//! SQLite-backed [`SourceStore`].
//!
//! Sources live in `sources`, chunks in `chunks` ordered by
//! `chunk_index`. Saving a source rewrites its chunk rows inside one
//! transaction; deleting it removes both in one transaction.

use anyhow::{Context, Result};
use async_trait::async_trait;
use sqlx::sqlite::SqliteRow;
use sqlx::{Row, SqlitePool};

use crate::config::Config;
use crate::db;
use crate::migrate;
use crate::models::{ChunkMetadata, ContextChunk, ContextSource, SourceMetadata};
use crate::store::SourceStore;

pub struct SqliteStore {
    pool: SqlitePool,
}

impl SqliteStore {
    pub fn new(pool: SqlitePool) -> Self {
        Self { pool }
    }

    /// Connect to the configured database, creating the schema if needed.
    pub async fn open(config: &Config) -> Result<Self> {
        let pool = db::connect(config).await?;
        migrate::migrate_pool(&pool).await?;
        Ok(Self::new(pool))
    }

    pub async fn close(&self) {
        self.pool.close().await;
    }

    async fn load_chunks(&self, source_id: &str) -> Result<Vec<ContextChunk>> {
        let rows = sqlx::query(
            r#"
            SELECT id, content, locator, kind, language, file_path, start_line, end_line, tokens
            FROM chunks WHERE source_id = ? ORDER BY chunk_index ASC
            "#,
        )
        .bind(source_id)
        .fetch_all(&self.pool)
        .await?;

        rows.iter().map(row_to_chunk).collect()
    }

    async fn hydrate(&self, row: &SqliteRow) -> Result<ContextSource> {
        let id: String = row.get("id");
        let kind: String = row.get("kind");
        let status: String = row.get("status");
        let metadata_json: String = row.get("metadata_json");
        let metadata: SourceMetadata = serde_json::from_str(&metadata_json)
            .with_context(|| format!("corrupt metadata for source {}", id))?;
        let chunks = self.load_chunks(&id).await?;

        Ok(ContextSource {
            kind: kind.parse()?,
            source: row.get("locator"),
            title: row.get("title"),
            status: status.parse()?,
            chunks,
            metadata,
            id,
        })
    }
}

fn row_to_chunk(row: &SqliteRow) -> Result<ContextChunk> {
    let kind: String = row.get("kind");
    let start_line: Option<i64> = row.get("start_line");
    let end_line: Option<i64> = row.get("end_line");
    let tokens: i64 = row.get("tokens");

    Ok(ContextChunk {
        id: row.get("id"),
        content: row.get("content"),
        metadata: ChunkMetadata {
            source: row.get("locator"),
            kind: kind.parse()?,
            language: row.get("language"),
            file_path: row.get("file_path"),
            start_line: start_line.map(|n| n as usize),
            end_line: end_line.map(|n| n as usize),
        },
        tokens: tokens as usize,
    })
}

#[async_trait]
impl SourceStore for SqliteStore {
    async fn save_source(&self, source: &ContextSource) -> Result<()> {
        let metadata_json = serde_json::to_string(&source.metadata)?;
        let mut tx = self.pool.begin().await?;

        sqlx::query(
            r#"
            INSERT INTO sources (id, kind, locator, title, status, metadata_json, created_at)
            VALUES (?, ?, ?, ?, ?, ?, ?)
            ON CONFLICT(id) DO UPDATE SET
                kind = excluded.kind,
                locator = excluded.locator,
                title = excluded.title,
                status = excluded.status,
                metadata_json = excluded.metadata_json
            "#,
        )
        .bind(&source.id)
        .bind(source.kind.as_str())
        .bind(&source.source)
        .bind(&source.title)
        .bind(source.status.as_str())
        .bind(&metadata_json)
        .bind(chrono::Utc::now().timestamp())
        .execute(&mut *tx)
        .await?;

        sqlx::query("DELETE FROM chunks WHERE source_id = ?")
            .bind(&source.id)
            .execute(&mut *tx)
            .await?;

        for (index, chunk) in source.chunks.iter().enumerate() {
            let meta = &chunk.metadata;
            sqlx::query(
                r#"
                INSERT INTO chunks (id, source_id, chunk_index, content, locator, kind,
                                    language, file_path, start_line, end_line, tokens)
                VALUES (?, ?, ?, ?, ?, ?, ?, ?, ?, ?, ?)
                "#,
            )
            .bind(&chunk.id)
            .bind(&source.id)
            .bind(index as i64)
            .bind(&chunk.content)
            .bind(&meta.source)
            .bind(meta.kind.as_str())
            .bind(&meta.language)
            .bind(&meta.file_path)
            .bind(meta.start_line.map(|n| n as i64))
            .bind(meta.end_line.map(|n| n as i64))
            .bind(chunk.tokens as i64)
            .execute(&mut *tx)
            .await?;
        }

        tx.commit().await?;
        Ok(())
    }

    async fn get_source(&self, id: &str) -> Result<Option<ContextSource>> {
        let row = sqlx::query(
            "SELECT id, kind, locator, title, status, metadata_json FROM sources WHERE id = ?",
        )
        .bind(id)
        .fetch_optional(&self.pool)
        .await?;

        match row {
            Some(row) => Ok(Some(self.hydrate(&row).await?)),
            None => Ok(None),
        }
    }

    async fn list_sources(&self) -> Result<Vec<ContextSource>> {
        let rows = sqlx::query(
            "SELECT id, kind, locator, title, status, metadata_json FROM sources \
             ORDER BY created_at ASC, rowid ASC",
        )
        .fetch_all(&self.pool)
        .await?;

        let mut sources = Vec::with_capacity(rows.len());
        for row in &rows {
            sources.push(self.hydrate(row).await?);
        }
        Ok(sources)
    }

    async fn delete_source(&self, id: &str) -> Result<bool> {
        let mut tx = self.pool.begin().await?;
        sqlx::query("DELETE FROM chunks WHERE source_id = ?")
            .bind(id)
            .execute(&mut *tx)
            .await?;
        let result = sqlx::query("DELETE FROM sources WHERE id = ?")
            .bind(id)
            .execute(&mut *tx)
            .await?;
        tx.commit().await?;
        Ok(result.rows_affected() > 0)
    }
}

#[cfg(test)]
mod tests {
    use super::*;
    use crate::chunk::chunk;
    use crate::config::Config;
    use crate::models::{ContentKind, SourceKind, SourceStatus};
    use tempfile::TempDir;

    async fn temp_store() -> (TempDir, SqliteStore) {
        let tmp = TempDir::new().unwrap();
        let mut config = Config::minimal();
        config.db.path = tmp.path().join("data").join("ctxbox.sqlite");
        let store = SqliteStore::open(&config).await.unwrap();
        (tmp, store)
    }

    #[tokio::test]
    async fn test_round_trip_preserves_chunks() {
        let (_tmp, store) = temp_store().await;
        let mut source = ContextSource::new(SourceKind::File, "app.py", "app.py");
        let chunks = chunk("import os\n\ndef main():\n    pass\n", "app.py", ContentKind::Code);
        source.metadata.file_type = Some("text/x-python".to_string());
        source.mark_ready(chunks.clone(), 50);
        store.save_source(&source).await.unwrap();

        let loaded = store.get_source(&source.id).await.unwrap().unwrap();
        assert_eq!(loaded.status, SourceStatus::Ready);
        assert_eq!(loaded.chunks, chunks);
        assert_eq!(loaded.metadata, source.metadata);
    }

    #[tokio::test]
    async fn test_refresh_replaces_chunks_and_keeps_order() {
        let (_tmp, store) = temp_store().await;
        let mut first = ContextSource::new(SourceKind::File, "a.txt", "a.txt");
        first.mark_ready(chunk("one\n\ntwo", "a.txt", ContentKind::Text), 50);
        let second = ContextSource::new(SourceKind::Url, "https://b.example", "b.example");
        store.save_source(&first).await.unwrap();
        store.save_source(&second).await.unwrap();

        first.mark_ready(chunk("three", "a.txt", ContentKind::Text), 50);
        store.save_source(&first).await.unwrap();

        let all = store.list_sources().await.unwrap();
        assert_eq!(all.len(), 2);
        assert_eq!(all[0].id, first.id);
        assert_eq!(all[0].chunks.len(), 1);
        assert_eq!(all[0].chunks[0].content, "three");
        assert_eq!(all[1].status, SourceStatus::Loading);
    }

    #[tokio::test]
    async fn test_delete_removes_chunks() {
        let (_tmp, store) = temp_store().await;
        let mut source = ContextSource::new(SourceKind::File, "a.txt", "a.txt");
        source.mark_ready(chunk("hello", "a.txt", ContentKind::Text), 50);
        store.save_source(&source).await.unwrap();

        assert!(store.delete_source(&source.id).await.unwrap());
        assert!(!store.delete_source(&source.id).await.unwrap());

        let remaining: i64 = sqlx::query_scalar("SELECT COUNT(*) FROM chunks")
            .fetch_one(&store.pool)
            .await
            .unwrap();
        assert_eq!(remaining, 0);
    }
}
==
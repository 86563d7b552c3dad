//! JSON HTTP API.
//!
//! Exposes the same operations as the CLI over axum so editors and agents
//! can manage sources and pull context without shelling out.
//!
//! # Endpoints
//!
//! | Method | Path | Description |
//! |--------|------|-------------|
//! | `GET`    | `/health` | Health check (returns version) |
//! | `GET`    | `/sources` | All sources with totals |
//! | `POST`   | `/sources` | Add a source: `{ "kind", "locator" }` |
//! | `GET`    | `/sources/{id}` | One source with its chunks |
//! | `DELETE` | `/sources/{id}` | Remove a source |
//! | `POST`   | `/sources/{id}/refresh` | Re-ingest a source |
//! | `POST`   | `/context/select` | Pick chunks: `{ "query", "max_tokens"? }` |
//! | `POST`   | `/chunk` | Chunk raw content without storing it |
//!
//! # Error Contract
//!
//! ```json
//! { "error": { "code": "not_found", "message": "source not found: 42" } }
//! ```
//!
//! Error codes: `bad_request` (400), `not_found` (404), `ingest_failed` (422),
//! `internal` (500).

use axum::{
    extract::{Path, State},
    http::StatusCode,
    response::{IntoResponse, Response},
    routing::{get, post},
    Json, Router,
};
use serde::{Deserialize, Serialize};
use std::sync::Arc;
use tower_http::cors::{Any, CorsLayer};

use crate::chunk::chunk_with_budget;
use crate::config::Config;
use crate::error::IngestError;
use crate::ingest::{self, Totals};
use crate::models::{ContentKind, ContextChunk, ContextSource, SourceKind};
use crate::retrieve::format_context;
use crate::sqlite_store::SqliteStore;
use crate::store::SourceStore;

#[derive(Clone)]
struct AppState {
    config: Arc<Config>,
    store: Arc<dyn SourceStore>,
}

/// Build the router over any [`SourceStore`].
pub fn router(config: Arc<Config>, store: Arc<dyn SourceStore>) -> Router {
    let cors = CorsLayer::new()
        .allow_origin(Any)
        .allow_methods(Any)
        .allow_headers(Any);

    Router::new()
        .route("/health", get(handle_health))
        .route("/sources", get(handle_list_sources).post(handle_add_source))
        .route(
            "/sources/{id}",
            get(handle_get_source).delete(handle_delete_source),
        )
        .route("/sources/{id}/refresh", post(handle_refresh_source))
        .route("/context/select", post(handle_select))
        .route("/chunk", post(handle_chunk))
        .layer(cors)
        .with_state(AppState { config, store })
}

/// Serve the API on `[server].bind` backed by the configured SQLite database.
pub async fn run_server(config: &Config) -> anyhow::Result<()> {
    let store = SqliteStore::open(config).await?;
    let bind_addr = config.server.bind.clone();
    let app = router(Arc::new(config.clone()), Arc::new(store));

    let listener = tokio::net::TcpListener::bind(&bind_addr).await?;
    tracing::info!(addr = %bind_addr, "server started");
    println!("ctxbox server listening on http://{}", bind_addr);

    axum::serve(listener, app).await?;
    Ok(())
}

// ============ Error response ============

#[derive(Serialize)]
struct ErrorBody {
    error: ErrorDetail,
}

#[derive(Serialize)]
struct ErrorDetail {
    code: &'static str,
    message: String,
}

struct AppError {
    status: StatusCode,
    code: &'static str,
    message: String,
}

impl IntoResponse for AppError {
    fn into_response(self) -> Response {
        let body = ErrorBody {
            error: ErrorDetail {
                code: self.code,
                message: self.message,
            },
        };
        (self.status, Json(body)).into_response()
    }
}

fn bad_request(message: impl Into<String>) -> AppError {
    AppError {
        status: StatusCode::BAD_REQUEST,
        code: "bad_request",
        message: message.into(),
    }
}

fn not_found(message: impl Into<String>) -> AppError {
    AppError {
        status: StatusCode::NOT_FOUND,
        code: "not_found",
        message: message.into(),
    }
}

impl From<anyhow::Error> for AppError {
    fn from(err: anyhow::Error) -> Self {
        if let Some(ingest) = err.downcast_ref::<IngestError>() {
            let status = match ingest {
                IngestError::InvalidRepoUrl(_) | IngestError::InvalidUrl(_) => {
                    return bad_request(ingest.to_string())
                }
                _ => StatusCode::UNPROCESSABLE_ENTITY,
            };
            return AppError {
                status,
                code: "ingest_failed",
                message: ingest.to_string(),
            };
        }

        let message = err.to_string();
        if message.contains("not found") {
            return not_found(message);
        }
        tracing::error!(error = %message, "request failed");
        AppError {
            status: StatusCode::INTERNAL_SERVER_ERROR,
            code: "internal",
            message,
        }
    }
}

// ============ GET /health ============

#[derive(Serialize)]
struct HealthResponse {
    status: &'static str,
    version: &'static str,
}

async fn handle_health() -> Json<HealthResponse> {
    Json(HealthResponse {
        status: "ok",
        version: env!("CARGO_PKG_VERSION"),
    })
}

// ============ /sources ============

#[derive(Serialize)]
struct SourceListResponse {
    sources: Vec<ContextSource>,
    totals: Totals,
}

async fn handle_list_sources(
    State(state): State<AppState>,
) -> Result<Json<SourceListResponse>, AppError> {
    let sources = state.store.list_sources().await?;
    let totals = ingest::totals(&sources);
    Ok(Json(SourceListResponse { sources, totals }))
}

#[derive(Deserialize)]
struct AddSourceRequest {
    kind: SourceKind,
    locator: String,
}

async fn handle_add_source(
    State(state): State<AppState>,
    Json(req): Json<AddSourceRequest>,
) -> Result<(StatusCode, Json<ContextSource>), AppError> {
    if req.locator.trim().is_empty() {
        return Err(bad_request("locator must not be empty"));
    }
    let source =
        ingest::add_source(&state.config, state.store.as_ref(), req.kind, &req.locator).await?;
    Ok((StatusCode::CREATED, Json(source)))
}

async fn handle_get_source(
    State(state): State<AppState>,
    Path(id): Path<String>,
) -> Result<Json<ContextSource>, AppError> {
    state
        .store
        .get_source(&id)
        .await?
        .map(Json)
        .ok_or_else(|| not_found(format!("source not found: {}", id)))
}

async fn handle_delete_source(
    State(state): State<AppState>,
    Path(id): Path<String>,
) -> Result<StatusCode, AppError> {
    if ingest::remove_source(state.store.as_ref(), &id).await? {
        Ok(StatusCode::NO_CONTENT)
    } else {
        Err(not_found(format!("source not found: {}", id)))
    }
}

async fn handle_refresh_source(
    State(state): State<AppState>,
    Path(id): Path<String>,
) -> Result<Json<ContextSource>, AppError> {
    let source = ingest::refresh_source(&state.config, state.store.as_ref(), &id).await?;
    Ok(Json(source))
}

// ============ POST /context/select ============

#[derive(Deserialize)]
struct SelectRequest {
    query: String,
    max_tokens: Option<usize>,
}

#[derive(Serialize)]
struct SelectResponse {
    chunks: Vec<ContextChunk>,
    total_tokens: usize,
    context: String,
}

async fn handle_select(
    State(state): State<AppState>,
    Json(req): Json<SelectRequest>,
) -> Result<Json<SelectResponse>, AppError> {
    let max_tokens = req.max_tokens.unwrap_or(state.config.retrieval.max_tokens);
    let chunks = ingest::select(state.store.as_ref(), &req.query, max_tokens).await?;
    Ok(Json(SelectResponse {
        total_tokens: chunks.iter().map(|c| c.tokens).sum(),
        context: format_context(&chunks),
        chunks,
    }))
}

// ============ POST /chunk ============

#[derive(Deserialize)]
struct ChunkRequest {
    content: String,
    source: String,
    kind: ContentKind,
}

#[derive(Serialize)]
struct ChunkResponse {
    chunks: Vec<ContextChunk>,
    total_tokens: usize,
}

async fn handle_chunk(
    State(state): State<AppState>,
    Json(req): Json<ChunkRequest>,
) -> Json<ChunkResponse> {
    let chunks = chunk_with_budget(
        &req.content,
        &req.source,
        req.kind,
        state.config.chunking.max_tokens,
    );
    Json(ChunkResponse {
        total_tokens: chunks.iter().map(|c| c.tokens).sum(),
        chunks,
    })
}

* [Problem] Within the material above, how many lines include the string "second"? Give only the number.

* [Problem solution] 2